= Mastery Schools =

Charter school network in the United States

Mastery Schools is a network of 24 charter schools with over 14,000 students in Philadelphia, Pennsylvania and Camden, New Jersey. It is headquartered at the Mastery Charter Pickett Campus in Germantown, Philadelphia.

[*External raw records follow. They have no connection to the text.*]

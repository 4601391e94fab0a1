/*!
 * Shell Errors
 */

use crate::memory::MemoryError;
use miette::Diagnostic;
use thiserror::Error;

pub type ShellResult<T> = Result<T, ShellError>;

#[derive(Error, Debug, Diagnostic)]
pub enum ShellError {
    #[error("Unknown command: {0}")]
    #[diagnostic(
        code(shell::unknown_command),
        help("Commands are N, C, A, P, J, R and E.")
    )]
    UnknownCommand(String),

    #[error("Command {command} is missing its {argument} argument")]
    #[diagnostic(code(shell::missing_argument))]
    MissingArgument {
        command: &'static str,
        argument: &'static str,
    },

    #[error("Invalid number {value:?} for {argument}")]
    #[diagnostic(
        code(shell::invalid_number),
        help("Arguments are non-negative integers.")
    )]
    InvalidNumber {
        argument: &'static str,
        value: String,
    },

    #[error("No region has been created")]
    #[diagnostic(code(shell::no_region), help("Run `C <size>` first."))]
    NoRegion,

    #[error(transparent)]
    #[diagnostic(transparent)]
    Memory(#[from] MemoryError),

    #[error("Failed to encode snapshot: {0}")]
    #[diagnostic(code(shell::serialization))]
    Serialization(#[from] serde_json::Error),

    #[error("I/O error: {0}")]
    #[diagnostic(code(shell::io))]
    Io(#[from] std::io::Error),
}
/*!
 * Layout Traversal
 */

use super::RegionLayout;
use crate::core::types::NodeId;
use crate::memory::types::Interval;

/// Address-ordered walk over `(slot, interval)` pairs
pub struct Iter<'a> {
    layout: &'a RegionLayout,
    current: Option<NodeId>,
}

impl<'a> Iter<'a> {
    pub(super) fn new(layout: &'a RegionLayout, start: Option<NodeId>) -> Self {
        Self {
            layout,
            current: start,
        }
    }
}

impl<'a> Iterator for Iter<'a> {
    type Item = (NodeId, &'a Interval);

    fn next(&mut self) -> Option<Self::Item> {
        let id = self.current?;
        let node = self.layout.get(id)?;
        self.current = node.next;
        Some((id, node))
    }
}
/*!
 * Simulator Limits and Constants
 *
 * Centralized location for defaults, thresholds, and environment variable names.
 * Organized by domain for maintainability and discoverability.
 */

use super::types::{Size, Tick};

// =============================================================================
// REGION DEFAULTS
// =============================================================================

/// Region size used when a caller does not specify one
pub const DEFAULT_REGION_SIZE: Size = 100;

/// Usage percentage at or above which the region reports high pressure
pub const HIGH_USAGE_THRESHOLD: f64 = 80.0;

/// Usage percentage at or above which the region reports critical pressure
pub const CRITICAL_USAGE_THRESHOLD: f64 = 95.0;

// =============================================================================
// RANDOM WALK DEFAULTS
// =============================================================================

/// Smallest segment drawn by the default random walk
pub const DEFAULT_WALK_MIN_SIZE: Size = 5;

/// Largest segment drawn by the default random walk
pub const DEFAULT_WALK_MAX_SIZE: Size = 25;

/// Upper bound of the lifetime drawn by the default random walk
pub const DEFAULT_WALK_MAX_LIFETIME: Tick = 20;

/// Placements performed by the default random walk
pub const DEFAULT_WALK_PLACEMENTS: u64 = 10_000;

// =============================================================================
// CONFIGURATION
// =============================================================================

/// Name printed by the `N` command when no operator is configured
pub const DEFAULT_OPERATOR_NAME: &str = "memsim";

/// Environment variable overriding the operator name
pub const ENV_OPERATOR: &str = "MEMSIM_OPERATOR";

/// Environment variable fixing the random walk seed
pub const ENV_SEED: &str = "MEMSIM_SEED";

/// Environment variable enabling JSON trace output
pub const ENV_TRACE_JSON: &str = "MEMSIM_TRACE_JSON";
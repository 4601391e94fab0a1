/*!
 * Simulation Driver
 * Clock-advancing retry loop around a segment allocator
 */

use crate::core::types::{Address, Size, Tick};
use crate::memory::{MemoryError, MemoryResult, SegmentAllocator};
use log::debug;
use serde::{Deserialize, Serialize};

/// Outcome of one `add_segment` call
#[derive(Debug, Clone, Copy, PartialEq, Eq, Serialize, Deserialize)]
pub struct PlacementRecord {
    pub size: Size,
    pub placed_at: Tick,
    pub location: Address,
    pub expiry: Tick,
}

/// Summary of the work done by a simulator
#[derive(Debug, Clone, PartialEq, Serialize, Deserialize)]
pub struct WalkReport {
    pub placements: u64,
    pub elapsed_ticks: Tick,
    /// Sum of size x lifetime over every requested segment
    pub total_space_time: u64,
    /// `total_space_time / elapsed_ticks`, absent before the clock has moved
    pub mean_occupancy: Option<f64>,
}

/// Owns the wall clock and drives reclaim-then-place until each request fits
#[derive(Debug)]
pub struct Simulator<A: SegmentAllocator> {
    allocator: A,
    clock: Tick,
    placements: u64,
    total_space_time: u64,
}

impl<A: SegmentAllocator> Simulator<A> {
    pub fn new(allocator: A) -> Self {
        Self {
            allocator,
            clock: 0,
            placements: 0,
            total_space_time: 0,
        }
    }

    pub fn allocator(&self) -> &A {
        &self.allocator
    }

    pub fn clock(&self) -> Tick {
        self.clock
    }

    pub fn placements(&self) -> u64 {
        self.placements
    }

    /// Place a segment, advancing the clock one tick per failed attempt.
    ///
    /// A segment larger than the region could never be placed and is rejected
    /// before the clock moves.
    pub fn add_segment(&mut self, size: Size, lifetime: Tick) -> MemoryResult<PlacementRecord> {
        let region_size = self.allocator.region_size();
        if size > region_size {
            return Err(MemoryError::ExceedsRegion {
                requested: size,
                region_size,
            });
        }
        if size == 0 {
            return Err(MemoryError::InvalidArgument(
                "segment size must be positive".into(),
            ));
        }

        let started = self.clock + 1;
        loop {
            self.clock += 1;
            self.allocator.reclaim_expired(self.clock)?;
            if self.allocator.place(size, self.clock, lifetime)? {
                break;
            }
        }
        if self.clock > started {
            debug!(
                "Segment of {} units waited {} ticks for a hole",
                size,
                self.clock - started
            );
        }

        self.placements += 1;
        self.total_space_time += (size as u64).saturating_mul(lifetime);

        let placed = self
            .allocator
            .last_placement()
            .ok_or(MemoryError::CorruptionDetected(0))?;
        Ok(PlacementRecord {
            size,
            placed_at: self.clock,
            location: placed.location,
            expiry: placed.expiry,
        })
    }

    pub fn report(&self) -> WalkReport {
        let mean_occupancy =
            (self.clock > 0).then(|| self.total_space_time as f64 / self.clock as f64);
        WalkReport {
            placements: self.placements,
            elapsed_ticks: self.clock,
            total_space_time: self.total_space_time,
            mean_occupancy,
        }
    }
}
/*!
 * Command Shell
 *
 * Line-oriented front end for the simulator:
 *
 * - `N` prints the operator name
 * - `C <size>` creates a fresh region and resets the clock
 * - `A <size> <lifetime>` places a segment, waiting as many ticks as needed
 * - `P` prints every segment as `location<TAB>size<TAB>expiry`
 * - `J` prints the same segments as a JSON array
 * - `R <size> <min> <max> <maxLifetime> <placements>` runs a random walk
 * - `E` stops reading input
 */

mod command;
mod errors;

pub use command::Command;
pub use errors::{ShellError, ShellResult};

use crate::config::SimConfig;
use crate::memory::NextFitAllocator;
use crate::simulation::{simulate_random_walk, Simulator};
use log::warn;
use std::io::{BufRead, Write};

/// Whether the shell should keep reading input
#[derive(Debug, Clone, Copy, PartialEq, Eq)]
pub enum Flow {
    Continue,
    Exit,
}

/// Interpreter writing protocol output to `out`
pub struct Shell<W: Write> {
    out: W,
    config: SimConfig,
    sim: Option<Simulator<NextFitAllocator>>,
}

impl<W: Write> Shell<W> {
    pub fn new(out: W, config: SimConfig) -> Self {
        Self {
            out,
            config,
            sim: None,
        }
    }

    /// Read commands until `E` or end of input.
    ///
    /// A failing command is logged and skipped; only output errors abort.
    pub fn run<R: BufRead>(&mut self, input: R) -> ShellResult<()> {
        for (number, line) in input.lines().enumerate() {
            let line = line?;
            let command = match Command::parse_line(&line) {
                Ok(Some(command)) => command,
                Ok(None) => continue,
                Err(e) => {
                    warn!("line {}: {}", number + 1, e);
                    continue;
                }
            };

            match self.execute(command) {
                Ok(Flow::Exit) => break,
                Ok(Flow::Continue) => {}
                Err(ShellError::Io(e)) => return Err(ShellError::Io(e)),
                Err(e) => warn!("line {}: {}", number + 1, e),
            }
        }
        self.out.flush()?;
        Ok(())
    }

    pub fn execute(&mut self, command: Command) -> ShellResult<Flow> {
        match command {
            Command::Name => {
                writeln!(self.out, "{}", self.config.operator_name)?;
            }
            Command::Create { size } => {
                self.sim = Some(Simulator::new(NextFitAllocator::new(size)?));
            }
            Command::Add { size, lifetime } => {
                let record = self.simulator()?.add_segment(size, lifetime)?;
                writeln!(
                    self.out,
                    "Segment of size {:4} placed at time {:4} at location {:4}, departs at {:4}",
                    record.size, record.placed_at, record.location, record.expiry
                )?;
            }
            Command::Print => {
                let segments = self.simulator()?.allocator().snapshot();
                for segment in segments {
                    writeln!(
                        self.out,
                        "{}\t{}\t{}",
                        segment.location, segment.size, segment.expiry
                    )?;
                }
            }
            Command::Json => {
                let segments = self.simulator()?.allocator().snapshot();
                serde_json::to_writer(&mut self.out, &segments)?;
                writeln!(self.out)?;
            }
            Command::RandomWalk(mut walk) => {
                if walk.seed.is_none() {
                    walk.seed = self.config.seed;
                }
                let sim = simulate_random_walk(&walk)?;
                let report = sim.report();
                self.sim = Some(sim);

                writeln!(
                    self.out,
                    "Number of placements made = {:6}",
                    report.placements
                )?;
                match report.mean_occupancy {
                    Some(mean) => writeln!(self.out, "Mean occupancy of memory = {:8.2}", mean)?,
                    None => writeln!(self.out, "Mean occupancy of memory = {:>8}", "n/a")?,
                }
            }
            Command::Exit => return Ok(Flow::Exit),
        }
        Ok(Flow::Continue)
    }

    pub fn simulator(&mut self) -> ShellResult<&mut Simulator<NextFitAllocator>> {
        self.sim.as_mut().ok_or(ShellError::NoRegion)
    }

    pub fn into_inner(self) -> W {
        self.out
    }
}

The Mastery Charter Schools Foundation has EIN 20-5593485 as a 501(c)(3) Public Charity based in Philadelphia. In 2024, it claimed total revenue of $9,018,682 and total assets of $115,413,557.

==Overview==
Mastery began in 2001 with the Brook J. Lenfest Campus.

==Schools==
Elementary Schools
- Grover Cleveland Elementary (K–8)
- Clymer Elementary (K–6)
- Cramer Hill Elementary (K–8)
- Frederick Douglass Elementary (K–8)
- Hardy Williams Elementary (K-6)
- Harrity Elementary (K–8)
- Mann Elementary (K–6)
- McGraw Elementary (K–5)
- Molina Elementary (K–8)
- Pastorius-Richardson Elementary (K–8)
- Smedley Elementary (K–6)
- Thomas Elementary (K–6)
- Hardy Williams Elementary (K–6)
- John Wister Elementary (K–5)
Middle Schools
- East Camden Middle School (6–8)
- Mastery Charter Prep Middle School (7–8)
High Schools
- Mastery High School of Camden (9–12)
- Simon Gratz (9–12)
- Lenfest Campus (7–12)
- Pickett Campus (6–12)
- Shoemaker Campus (7–12)
- Thomas Campus (7–12)
- Hardy Williams High (7–12)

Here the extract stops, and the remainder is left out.